* _WHAT TO DO_
Two lines mark the range in the entries below: the one holding "for (index, &claimed)" and the one holding "Ok(Some(_)) => count". Set down those two and all lines between them, exactly.

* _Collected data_
Segment Open

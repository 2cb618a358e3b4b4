//! Lengths subcommand - scan a shard set and persist its length metadata.

use eyre::Result;
use std::path::PathBuf;
use voxrec::config::PipelineConfig;
use voxrec::dataset::ShardDataset;
use voxrec::manifest::Stage;
use voxrec::speech::SpeechFeaturizer;

/// CLI arguments for the length scan.
#[derive(clap::Args, Debug)]
pub struct Args {
    /// Directory holding the shard set
    #[arg(short = 'd', long, default_value = "records")]
    pub records_dir: PathBuf,

    /// Stage whose shard set is scanned
    #[arg(short, long, default_value = "train")]
    pub stage: Stage,

    /// Metadata path prefix (default: <records-dir>/lengths)
    #[arg(short, long)]
    pub prefix: Option<PathBuf>,

    /// Pipeline configuration JSON
    #[arg(short, long)]
    pub config: Option<PathBuf>,
}

/// Resolved configuration for the length scan.
#[derive(Debug)]
pub struct Config {
    pub records_dir: PathBuf,
    pub stage: Stage,
    pub prefix: PathBuf,
    pub speech: SpeechFeaturizer,
}

impl TryFrom<Args> for Config {
    type Error = eyre::Error;

    fn try_from(args: Args) -> Result<Self> {
        let pipeline = match &args.config {
            Some(path) => PipelineConfig::from_file(path)?,
            None => PipelineConfig::default(),
        };

        let prefix = args
            .prefix
            .unwrap_or_else(|| args.records_dir.join("lengths"));

        Ok(Self {
            records_dir: args.records_dir,
            stage: args.stage,
            prefix,
            speech: SpeechFeaturizer::new(pipeline.speech),
        })
    }
}

pub fn execute(config: Config) -> Result<()> {
    let mut dataset = ShardDataset::open(&config.records_dir, config.stage, config.speech)?;

    let metadata = dataset.update_lengths(&config.prefix)?;

    println!(
        "{} records: input frames {}..{}, max label length {}",
        metadata.num_records,
        metadata.min_input_frames,
        metadata.max_input_frames,
        metadata.max_label_length
    );

    Ok(())
}
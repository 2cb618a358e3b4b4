//! Serialized feature records and the shard wire format.
//!
//! A shard file is an 8-byte magic/version header followed by
//! length-prefixed records. All integers are little-endian. Each record
//! payload holds the audio reference, the utterance duration, and the
//! encoded label sequence:
//!
//! ```text
//! u32 payload_len
//!   u16 path_len, path (UTF-8)
//!   f32 duration
//!   u32 label_len, label_len * u32 label ids
//! ```

use std::io::{self, Read, Write};
use std::path::PathBuf;

/// Shard file magic and format version.
pub const SHARD_MAGIC: &[u8; 8] = b"VOXREC\x00\x01";

/// Upper bound on a single record payload; anything larger is corrupt.
const MAX_PAYLOAD: u32 = 16 * 1024 * 1024;

/// One serialized training example. Immutable once written.
#[derive(Clone, Debug, PartialEq)]
pub struct Record {
    /// Reference to the source audio file
    pub audio_path: PathBuf,
    /// Utterance duration in seconds (0.0 when the manifest omitted it)
    pub duration: f32,
    /// Encoded transcript token ids
    pub labels: Vec<u32>,
}

impl Record {
    pub fn label_len(&self) -> usize {
        self.labels.len()
    }

    /// Append this record to a shard stream.
    pub fn write_to(&self, writer: &mut impl Write) -> io::Result<()> {
        let path = self.audio_path.to_string_lossy();
        let path_bytes = path.as_bytes();
        if path_bytes.len() > u16::MAX as usize {
            return Err(io::Error::new(
                io::ErrorKind::InvalidInput,
                format!("audio path is {} bytes, limit {}", path_bytes.len(), u16::MAX),
            ));
        }

        let payload_len = 2 + path_bytes.len() + 4 + 4 + 4 * self.labels.len();

        writer.write_all(&(payload_len as u32).to_le_bytes())?;
        writer.write_all(&(path_bytes.len() as u16).to_le_bytes())?;
        writer.write_all(path_bytes)?;
        writer.write_all(&self.duration.to_le_bytes())?;
        writer.write_all(&(self.labels.len() as u32).to_le_bytes())?;
        for id in &self.labels {
            writer.write_all(&id.to_le_bytes())?;
        }

        Ok(())
    }

    /// Read the next record from a shard stream.
    ///
    /// Returns `Ok(None)` at a clean end of stream. A stream that ends
    /// mid-record or carries an inconsistent payload surfaces as
    /// `InvalidData`/`UnexpectedEof`.
    pub fn read_from(reader: &mut impl Read) -> io::Result<Option<Self>> {
        let mut len_buf = [0u8; 4];
        if !fill_or_eof(reader, &mut len_buf)? {
            return Ok(None);
        }

        let payload_len = u32::from_le_bytes(len_buf);
        if payload_len < 10 || payload_len > MAX_PAYLOAD {
            return Err(invalid_data(format!("payload length {payload_len}")));
        }

        let mut payload = vec![0u8; payload_len as usize];
        reader.read_exact(&mut payload)?;

        Self::parse(&payload).map(Some)
    }

    fn parse(payload: &[u8]) -> io::Result<Self> {
        let mut cursor = Cursor { buf: payload, pos: 0 };

        let path_len = u16::from_le_bytes(cursor.take()?) as usize;
        let path_bytes = cursor.take_slice(path_len)?;
        let path = std::str::from_utf8(path_bytes)
            .map_err(|_| invalid_data("audio path is not UTF-8".to_string()))?;

        let duration = f32::from_le_bytes(cursor.take()?);
        let label_len = u32::from_le_bytes(cursor.take()?) as usize;

        if cursor.remaining() != 4 * label_len {
            return Err(invalid_data(format!(
                "label field claims {label_len} ids, {} bytes remain",
                cursor.remaining()
            )));
        }

        let mut labels = Vec::with_capacity(label_len);
        for _ in 0..label_len {
            labels.push(u32::from_le_bytes(cursor.take()?));
        }

        Ok(Self {
            audio_path: PathBuf::from(path),
            duration,
            labels,
        })
    }
}

/// Write the shard header to a fresh shard file.
pub fn write_header(writer: &mut impl Write) -> io::Result<()> {
    writer.write_all(SHARD_MAGIC)
}

/// Consume and verify the shard header.
pub fn check_header(reader: &mut impl Read) -> io::Result<bool> {
    let mut magic = [0u8; 8];
    reader.read_exact(&mut magic)?;
    Ok(&magic == SHARD_MAGIC)
}

/// Fill `buf` completely, or report a clean EOF before the first byte.
fn fill_or_eof(reader: &mut impl Read, buf: &mut [u8]) -> io::Result<bool> {
    let mut filled = 0;
    while filled < buf.len() {
        match reader.read(&mut buf[filled..]) {
            Ok(0) if filled == 0 => return Ok(false),
            Ok(0) => return Err(io::Error::from(io::ErrorKind::UnexpectedEof)),
            Ok(n) => filled += n,
            Err(e) if e.kind() == io::ErrorKind::Interrupted => continue,
            Err(e) => return Err(e),
        }
    }
    Ok(true)
}

fn invalid_data(reason: String) -> io::Error {
    io::Error::new(io::ErrorKind::InvalidData, format!("corrupt record: {reason}"))
}

struct Cursor<'a> {
    buf: &'a [u8],
    pos: usize,
}

impl<'a> Cursor<'a> {
    fn take<const N: usize>(&mut self) -> io::Result<[u8; N]> {
        let slice = self.take_slice(N)?;
        let mut out = [0u8; N];
        out.copy_from_slice(slice);
        Ok(out)
    }

    fn take_slice(&mut self, len: usize) -> io::Result<&'a [u8]> {
        if self.pos + len > self.buf.len() {
            return Err(invalid_data("field overruns payload".to_string()));
        }
        let slice = &self.buf[self.pos..self.pos + len];
        self.pos += len;
        Ok(slice)
    }

    fn remaining(&self) -> usize {
        self.buf.len() - self.pos
    }
}

#[cfg(test)]
mod tests {
    use super::*;

    fn sample_record(labels: Vec<u32>) -> Record {
        Record {
            audio_path: PathBuf::from("clips/utt_0001.wav"),
            duration: 2.25,
            labels,
        }
    }

    #[test]
    fn writes_and_reads_back_in_order() {
        let mut buf = Vec::new();
        write_header(&mut buf).unwrap();
        let records = vec![
            sample_record(vec![1, 2, 3]),
            sample_record(vec![]),
            sample_record(vec![7; 100]),
        ];
        for record in &records {
            record.write_to(&mut buf).unwrap();
        }

        let mut reader = buf.as_slice();
        assert!(check_header(&mut reader).unwrap());
        for expected in &records {
            let got = Record::read_from(&mut reader).unwrap().unwrap();
            assert_eq!(&got, expected);
        }
        assert!(Record::read_from(&mut reader).unwrap().is_none());
    }

    #[test]
    fn truncated_record_is_an_error() {
        let mut buf = Vec::new();
        sample_record(vec![1, 2, 3]).write_to(&mut buf).unwrap();
        buf.truncate(buf.len() - 2);

        let mut reader = buf.as_slice();
        let err = Record::read_from(&mut reader).unwrap_err();

        assert_eq!(err.kind(), io::ErrorKind::UnexpectedEof);
    }

    #[test]
    fn inconsistent_label_length_is_invalid_data() {
        let mut buf = Vec::new();
        sample_record(vec![1, 2]).write_to(&mut buf).unwrap();
        // claim one extra label without providing its bytes
        let label_count_offset = buf.len() - 2 * 4 - 4;
        buf[label_count_offset..label_count_offset + 4].copy_from_slice(&3u32.to_le_bytes());

        let mut reader = buf.as_slice();
        let err = Record::read_from(&mut reader).unwrap_err();

        assert_eq!(err.kind(), io::ErrorKind::InvalidData);
    }

    #[test]
    fn oversized_path_is_rejected_at_write_time() {
        let record = Record {
            audio_path: PathBuf::from("a".repeat(u16::MAX as usize + 1)),
            duration: 1.0,
            labels: vec![1],
        };

        let mut buf = Vec::new();
        let err = record.write_to(&mut buf).unwrap_err();

        assert_eq!(err.kind(), io::ErrorKind::InvalidInput);
        assert!(buf.is_empty(), "partial record written");
    }

    #[test]
    fn rejects_foreign_header() {
        let mut reader = b"NOTAREC\x01rest".as_slice();

        assert!(!check_header(&mut reader).unwrap());
    }
}
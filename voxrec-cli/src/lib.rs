//! Command-line frontend for the voxrec dataset pipeline.

pub mod cli;
pub mod create;
pub mod featurizer;
pub mod lengths;
pub mod vocab;
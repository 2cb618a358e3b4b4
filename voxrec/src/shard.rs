//! Record shard writer: balanced, crash-safe shard sets.
//!
//! A shard set for a stage is `shard_count` record files plus a JSON
//! shard-set manifest written last, after every shard has been flushed.
//! The manifest is the commit marker: a stage without one (or whose
//! per-shard counts disagree with the files on disk) is treated as
//! absent, so a run that dies mid-write can never leave a set a loader
//! would accept, and a retry starts clean.
//!
//! Callers must not run two creation jobs against the same records
//! directory and stage concurrently; each shard file is owned exclusively
//! by one writer for the duration of a run.

use crate::context::RunContext;
use crate::error::{ConfigError, PathError, Result, ShardWriteError};
use crate::manifest::{Manifest, Stage};
use crate::record::{self, Record};
use crate::text::TextFeaturizer;
use rand::seq::SliceRandom;
use serde::{Deserialize, Serialize};
use std::fs::{self, File};
use std::io::{BufWriter, Write};
use std::path::PathBuf;

/// Shard set sizing and placement.
#[derive(Clone, Debug)]
pub struct ShardSpec {
    pub records_dir: PathBuf,
    pub shard_count: usize,
    pub shuffle: bool,
    pub stage: Stage,
}

impl ShardSpec {
    pub fn shard_path(&self, index: usize) -> PathBuf {
        shard_file_path(&self.records_dir, self.stage, index, self.shard_count)
    }

    pub fn set_manifest_path(&self) -> PathBuf {
        set_manifest_path(&self.records_dir, self.stage)
    }
}

pub fn shard_file_path(dir: &std::path::Path, stage: Stage, index: usize, count: usize) -> PathBuf {
    dir.join(format!("{stage}.{:05}-of-{count:05}.rec", index + 1))
}

pub fn set_manifest_path(dir: &std::path::Path, stage: Stage) -> PathBuf {
    dir.join(format!("{stage}.shards.json"))
}

/// Commit marker for a completed shard set.
#[derive(Clone, Debug, Serialize, Deserialize)]
pub struct ShardSetManifest {
    pub stage: String,
    pub shard_count: usize,
    pub records_per_shard: Vec<u64>,
    pub total_records: u64,
}

impl ShardSetManifest {
    /// Load and validate the commit marker for a stage.
    ///
    /// Returns `None` unless the marker parses, is internally consistent,
    /// and every shard file it names holds exactly the record count the
    /// marker claims. A shard truncated or tampered with after commit
    /// fails the count and the whole set is treated as absent.
    pub fn load_committed(dir: &std::path::Path, stage: Stage) -> Option<Self> {
        let contents = fs::read_to_string(set_manifest_path(dir, stage)).ok()?;
        let set: Self = serde_json::from_str(&contents).ok()?;

        if set.stage != stage.as_str()
            || set.records_per_shard.len() != set.shard_count
            || set.records_per_shard.iter().sum::<u64>() != set.total_records
        {
            return None;
        }

        for (index, &claimed) in set.records_per_shard.iter().enumerate() {
            let path = shard_file_path(dir, stage, index, set.shard_count);
            if shard_record_count(&path) != Some(claimed) {
                return None;
            }
        }

        Some(set)
    }

    fn save(&self, path: &std::path::Path) -> std::io::Result<()> {
        let contents = serde_json::to_string_pretty(self).expect("shard manifest serializes");
        fs::write(path, contents)
    }
}

/// Count the records in a shard file.
///
/// `None` if the file is unreadable, carries a foreign header, or ends
/// mid-record.
fn shard_record_count(path: &std::path::Path) -> Option<u64> {
    let file = File::open(path).ok()?;
    let mut reader = std::io::BufReader::new(file);

    if !record::check_header(&mut reader).ok()? {
        return None;
    }

    let mut count = 0;
    loop {
        match Record::read_from(&mut reader) {
            Ok(Some(_)) => count += 1,
            Ok(None) => return Some(count),
            Err(_) => return None,
        }
    }
}

/// What a creation run did.
#[derive(Clone, Copy, Debug, Eq, PartialEq)]
pub enum CreateOutcome {
    /// A valid shard set already existed; nothing was written
    Skipped,
    /// A fresh shard set was committed
    Written { records: usize, shards: usize },
}

/// Create the shard set for a stage from a corpus manifest.
///
/// Re-running against an already committed set is a no-op. Any mid-write
/// failure discards the partial set for the stage before returning.
pub fn create_records(
    manifest: &Manifest,
    text: &TextFeaturizer,
    spec: &ShardSpec,
    ctx: &RunContext,
) -> Result<CreateOutcome> {
    if spec.shard_count == 0 {
        return Err(ConfigError::InvalidShardCount(0).into());
    }

    if let Some(existing) = ShardSetManifest::load_committed(&spec.records_dir, spec.stage) {
        if existing.shard_count == spec.shard_count {
            tracing::info!(
                stage = %spec.stage,
                dir = %spec.records_dir.display(),
                records = existing.total_records,
                "shard set already complete, skipping"
            );
            return Ok(CreateOutcome::Skipped);
        }
    }

    // Every audio reference must resolve before the first shard opens.
    for entry in &manifest.entries {
        if !entry.audio_path.is_file() {
            return Err(PathError::NotFound(entry.audio_path.clone()).into());
        }
    }

    let mut records: Vec<Record> = manifest
        .entries
        .iter()
        .map(|entry| Record {
            audio_path: entry.audio_path.clone(),
            duration: entry.duration.unwrap_or(0.0),
            labels: text.encode(&entry.transcript),
        })
        .collect();

    if spec.shuffle {
        records.shuffle(&mut ctx.rng());
    }

    fs::create_dir_all(&spec.records_dir).map_err(|source| ShardWriteError::CreateDir {
        dir: spec.records_dir.clone(),
        source,
    })?;
    clear_stage(spec);

    let count = records.len();
    let set = write_with_cleanup(records.into_iter().map(Ok), spec)?;

    tracing::info!(
        stage = %spec.stage,
        records = set.total_records,
        shards = set.shard_count,
        "shard set committed"
    );

    Ok(CreateOutcome::Written {
        records: count,
        shards: spec.shard_count,
    })
}

/// Write a shard set, discarding every partial artifact on failure.
pub(crate) fn write_with_cleanup<I>(records: I, spec: &ShardSpec) -> Result<ShardSetManifest>
where
    I: Iterator<Item = Result<Record>>,
{
    match write_shard_set(records, spec) {
        Ok(set) => Ok(set),
        Err(e) => {
            discard_partial(spec);
            Err(e)
        }
    }
}

fn write_shard_set<I>(records: I, spec: &ShardSpec) -> Result<ShardSetManifest>
where
    I: Iterator<Item = Result<Record>>,
{
    let shard_err = |shard: PathBuf| {
        move |source: std::io::Error| ShardWriteError::Io { shard, source }
    };

    let mut writers = Vec::with_capacity(spec.shard_count);
    for index in 0..spec.shard_count {
        let path = spec.shard_path(index);
        let file = File::create(&path).map_err(shard_err(path.clone()))?;
        let mut writer = BufWriter::new(file);
        record::write_header(&mut writer).map_err(shard_err(path.clone()))?;
        writers.push((path, writer));
    }

    let mut counts = vec![0u64; spec.shard_count];
    for (n, record) in records.enumerate() {
        let record = record?;
        let slot = n % spec.shard_count;
        let (path, writer) = &mut writers[slot];
        record
            .write_to(writer)
            .map_err(shard_err(path.clone()))?;
        counts[slot] += 1;
    }

    for (path, mut writer) in writers {
        writer.flush().map_err(shard_err(path))?;
    }

    let set = ShardSetManifest {
        stage: spec.stage.as_str().to_string(),
        shard_count: spec.shard_count,
        total_records: counts.iter().sum(),
        records_per_shard: counts,
    };

    let marker = spec.set_manifest_path();
    set.save(&marker).map_err(|source| ShardWriteError::Commit {
        path: marker,
        source,
    })?;

    Ok(set)
}

/// Remove every shard file and marker the stage left behind, whatever
/// shard count produced them. A regeneration with a new count must not
/// leave the old count's files next to the fresh set.
fn clear_stage(spec: &ShardSpec) {
    let Ok(entries) = fs::read_dir(&spec.records_dir) else {
        return;
    };

    let shard_prefix = format!("{}.", spec.stage);
    let marker = format!("{}.shards.json", spec.stage);

    for entry in entries.flatten() {
        let name = entry.file_name();
        let Some(name) = name.to_str() else { continue };
        if name == marker || (name.starts_with(&shard_prefix) && name.ends_with(".rec")) {
            fs::remove_file(entry.path()).ok();
        }
    }
}

/// Remove every artifact of a failed run so a retry starts clean.
fn discard_partial(spec: &ShardSpec) {
    tracing::warn!(
        stage = %spec.stage,
        dir = %spec.records_dir.display(),
        "discarding partial shard set"
    );

    fs::remove_file(spec.set_manifest_path()).ok();
    for index in 0..spec.shard_count {
        fs::remove_file(spec.shard_path(index)).ok();
    }
}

Segment Closed

* _TASK OUTPUT_
        for (index, &claimed) in set.records_per_shard.iter().enumerate() {
            let path = shard_file_path(dir, stage, index, set.shard_count);
            if shard_record_count(&path) != Some(claimed) {
                return None;
            }
        }

        Some(set)
    }

    fn save(&self, path: &std::path::Path) -> std::io::Result<()> {
        let contents = serde_json::to_string_pretty(self).expect("shard manifest serializes");
        fs::write(path, contents)
    }
}

/// Count the records in a shard file.
///
/// `None` if the file is unreadable, carries a foreign header, or ends
/// mid-record.
fn shard_record_count(path: &std::path::Path) -> Option<u64> {
    let file = File::open(path).ok()?;
    let mut reader = std::io::BufReader::new(file);

    if !record::check_header(&mut reader).ok()? {
        return None;
    }

    let mut count = 0;
    loop {
        match Record::read_from(&mut reader) {
            Ok(Some(_)) => count += 1,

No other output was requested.